What to do =>
Your output should be the lines of the data that follow, reproduced exactly from the first through the line bearing "by (nft_contract, token_id)".

Records for processing =>
=== Begin Enclosure ===

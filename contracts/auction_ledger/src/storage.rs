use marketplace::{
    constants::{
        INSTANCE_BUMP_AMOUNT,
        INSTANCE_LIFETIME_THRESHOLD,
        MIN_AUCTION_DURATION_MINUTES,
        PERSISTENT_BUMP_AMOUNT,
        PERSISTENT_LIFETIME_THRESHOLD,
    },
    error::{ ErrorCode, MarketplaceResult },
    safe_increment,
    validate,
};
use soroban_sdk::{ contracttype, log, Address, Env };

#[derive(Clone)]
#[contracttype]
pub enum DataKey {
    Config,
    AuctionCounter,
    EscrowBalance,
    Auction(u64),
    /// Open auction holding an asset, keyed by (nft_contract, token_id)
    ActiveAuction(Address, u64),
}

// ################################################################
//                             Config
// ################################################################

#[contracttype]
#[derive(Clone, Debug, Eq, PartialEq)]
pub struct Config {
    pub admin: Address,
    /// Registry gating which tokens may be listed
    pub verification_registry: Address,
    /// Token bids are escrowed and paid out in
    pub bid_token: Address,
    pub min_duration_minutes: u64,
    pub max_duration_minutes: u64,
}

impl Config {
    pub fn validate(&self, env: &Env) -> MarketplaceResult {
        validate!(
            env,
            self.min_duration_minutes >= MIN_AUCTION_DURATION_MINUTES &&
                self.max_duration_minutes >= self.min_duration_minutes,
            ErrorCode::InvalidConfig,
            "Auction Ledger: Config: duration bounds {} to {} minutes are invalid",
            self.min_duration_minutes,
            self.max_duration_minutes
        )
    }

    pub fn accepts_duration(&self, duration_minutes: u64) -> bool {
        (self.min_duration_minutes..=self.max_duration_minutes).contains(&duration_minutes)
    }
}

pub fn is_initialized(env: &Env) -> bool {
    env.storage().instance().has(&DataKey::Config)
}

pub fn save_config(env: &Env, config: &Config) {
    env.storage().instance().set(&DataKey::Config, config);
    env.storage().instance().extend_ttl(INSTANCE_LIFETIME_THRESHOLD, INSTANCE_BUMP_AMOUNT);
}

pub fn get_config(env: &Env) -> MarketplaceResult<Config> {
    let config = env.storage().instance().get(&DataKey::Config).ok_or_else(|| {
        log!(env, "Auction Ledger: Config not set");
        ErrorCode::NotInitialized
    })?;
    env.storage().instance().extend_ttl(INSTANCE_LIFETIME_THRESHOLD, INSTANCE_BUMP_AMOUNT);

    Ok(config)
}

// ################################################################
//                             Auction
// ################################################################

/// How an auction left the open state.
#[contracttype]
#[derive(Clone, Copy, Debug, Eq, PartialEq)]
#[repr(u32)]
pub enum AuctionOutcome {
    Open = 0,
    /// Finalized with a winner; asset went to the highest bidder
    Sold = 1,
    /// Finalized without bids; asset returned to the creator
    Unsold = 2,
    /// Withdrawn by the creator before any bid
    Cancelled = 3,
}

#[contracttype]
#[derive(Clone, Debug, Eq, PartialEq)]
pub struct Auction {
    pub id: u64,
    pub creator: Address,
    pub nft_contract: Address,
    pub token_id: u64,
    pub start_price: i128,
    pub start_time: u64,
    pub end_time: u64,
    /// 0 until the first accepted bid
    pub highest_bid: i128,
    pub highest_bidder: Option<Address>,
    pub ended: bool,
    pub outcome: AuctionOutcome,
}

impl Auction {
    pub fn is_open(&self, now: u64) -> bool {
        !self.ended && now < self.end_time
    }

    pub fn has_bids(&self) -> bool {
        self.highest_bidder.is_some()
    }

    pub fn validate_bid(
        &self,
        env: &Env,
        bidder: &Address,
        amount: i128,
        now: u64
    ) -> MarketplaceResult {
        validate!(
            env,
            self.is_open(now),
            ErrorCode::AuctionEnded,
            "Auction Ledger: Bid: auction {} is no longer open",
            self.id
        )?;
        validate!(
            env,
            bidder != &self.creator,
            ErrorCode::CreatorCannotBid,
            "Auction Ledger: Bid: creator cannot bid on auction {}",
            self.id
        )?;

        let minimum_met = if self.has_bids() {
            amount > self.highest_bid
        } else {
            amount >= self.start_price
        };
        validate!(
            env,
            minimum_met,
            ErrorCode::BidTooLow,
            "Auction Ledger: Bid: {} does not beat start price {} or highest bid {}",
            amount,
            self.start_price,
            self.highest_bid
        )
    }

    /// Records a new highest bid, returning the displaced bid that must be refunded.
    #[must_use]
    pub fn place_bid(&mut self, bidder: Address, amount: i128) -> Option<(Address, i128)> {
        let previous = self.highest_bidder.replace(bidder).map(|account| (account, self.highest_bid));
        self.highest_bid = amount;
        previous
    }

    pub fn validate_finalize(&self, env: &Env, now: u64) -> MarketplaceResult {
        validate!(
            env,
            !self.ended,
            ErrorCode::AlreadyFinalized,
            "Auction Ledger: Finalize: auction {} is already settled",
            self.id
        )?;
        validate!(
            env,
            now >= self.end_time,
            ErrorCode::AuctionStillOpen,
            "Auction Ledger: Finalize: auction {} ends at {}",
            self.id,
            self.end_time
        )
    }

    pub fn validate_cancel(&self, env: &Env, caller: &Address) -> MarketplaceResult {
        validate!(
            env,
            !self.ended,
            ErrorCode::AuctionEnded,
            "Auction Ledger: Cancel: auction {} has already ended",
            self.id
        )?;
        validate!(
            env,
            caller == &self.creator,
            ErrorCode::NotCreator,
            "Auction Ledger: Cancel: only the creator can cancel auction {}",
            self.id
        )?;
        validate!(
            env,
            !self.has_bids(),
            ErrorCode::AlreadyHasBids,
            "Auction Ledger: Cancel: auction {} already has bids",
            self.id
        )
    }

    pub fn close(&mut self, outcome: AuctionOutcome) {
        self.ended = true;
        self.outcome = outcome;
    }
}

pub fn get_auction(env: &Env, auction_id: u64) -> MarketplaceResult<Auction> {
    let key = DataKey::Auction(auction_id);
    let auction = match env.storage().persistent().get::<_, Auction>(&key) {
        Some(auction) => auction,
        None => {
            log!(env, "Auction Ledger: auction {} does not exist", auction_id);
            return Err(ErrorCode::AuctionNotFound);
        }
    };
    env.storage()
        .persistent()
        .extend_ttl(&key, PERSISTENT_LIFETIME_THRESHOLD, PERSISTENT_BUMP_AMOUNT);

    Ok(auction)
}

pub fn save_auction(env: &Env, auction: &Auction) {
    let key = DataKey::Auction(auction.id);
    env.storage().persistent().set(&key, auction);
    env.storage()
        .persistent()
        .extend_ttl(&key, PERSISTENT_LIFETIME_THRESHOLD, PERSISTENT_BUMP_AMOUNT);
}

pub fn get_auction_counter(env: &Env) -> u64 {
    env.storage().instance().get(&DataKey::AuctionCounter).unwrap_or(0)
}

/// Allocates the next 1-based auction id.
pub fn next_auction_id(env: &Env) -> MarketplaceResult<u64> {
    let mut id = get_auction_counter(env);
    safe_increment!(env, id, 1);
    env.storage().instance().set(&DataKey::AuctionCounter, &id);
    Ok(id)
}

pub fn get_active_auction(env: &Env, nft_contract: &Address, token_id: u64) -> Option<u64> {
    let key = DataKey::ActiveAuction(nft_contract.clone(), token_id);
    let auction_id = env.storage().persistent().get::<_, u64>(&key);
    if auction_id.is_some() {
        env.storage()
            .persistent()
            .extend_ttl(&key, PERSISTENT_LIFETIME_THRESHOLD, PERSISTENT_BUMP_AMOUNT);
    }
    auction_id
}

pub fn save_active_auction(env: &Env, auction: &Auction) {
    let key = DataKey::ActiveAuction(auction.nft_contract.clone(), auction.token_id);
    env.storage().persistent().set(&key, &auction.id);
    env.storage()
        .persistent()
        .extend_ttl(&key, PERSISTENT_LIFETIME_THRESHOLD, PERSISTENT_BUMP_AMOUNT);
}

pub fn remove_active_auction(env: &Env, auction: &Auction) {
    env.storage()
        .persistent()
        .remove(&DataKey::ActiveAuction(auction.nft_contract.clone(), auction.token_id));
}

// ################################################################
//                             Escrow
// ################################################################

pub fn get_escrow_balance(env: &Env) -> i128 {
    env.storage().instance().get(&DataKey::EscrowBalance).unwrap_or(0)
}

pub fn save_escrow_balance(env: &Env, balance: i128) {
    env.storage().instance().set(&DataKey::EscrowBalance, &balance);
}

=== End Enclosure ===

Exercise output =>
filename contracts/auction_ledger/src/storage.rs
use marketplace::{
    constants::{
        INSTANCE_BUMP_AMOUNT,
        INSTANCE_LIFETIME_THRESHOLD,
        MIN_AUCTION_DURATION_MINUTES,
        PERSISTENT_BUMP_AMOUNT,
        PERSISTENT_LIFETIME_THRESHOLD,
    },
    error::{ ErrorCode, MarketplaceResult },
    safe_increment,
    validate,
};
use soroban_sdk::{ contracttype, log, Address, Env };

#[derive(Clone)]
#[contracttype]
pub enum DataKey {
    Config,
    AuctionCounter,
    EscrowBalance,
    Auction(u64),
    /// Open auction holding an asset, keyed by (nft_contract, token_id)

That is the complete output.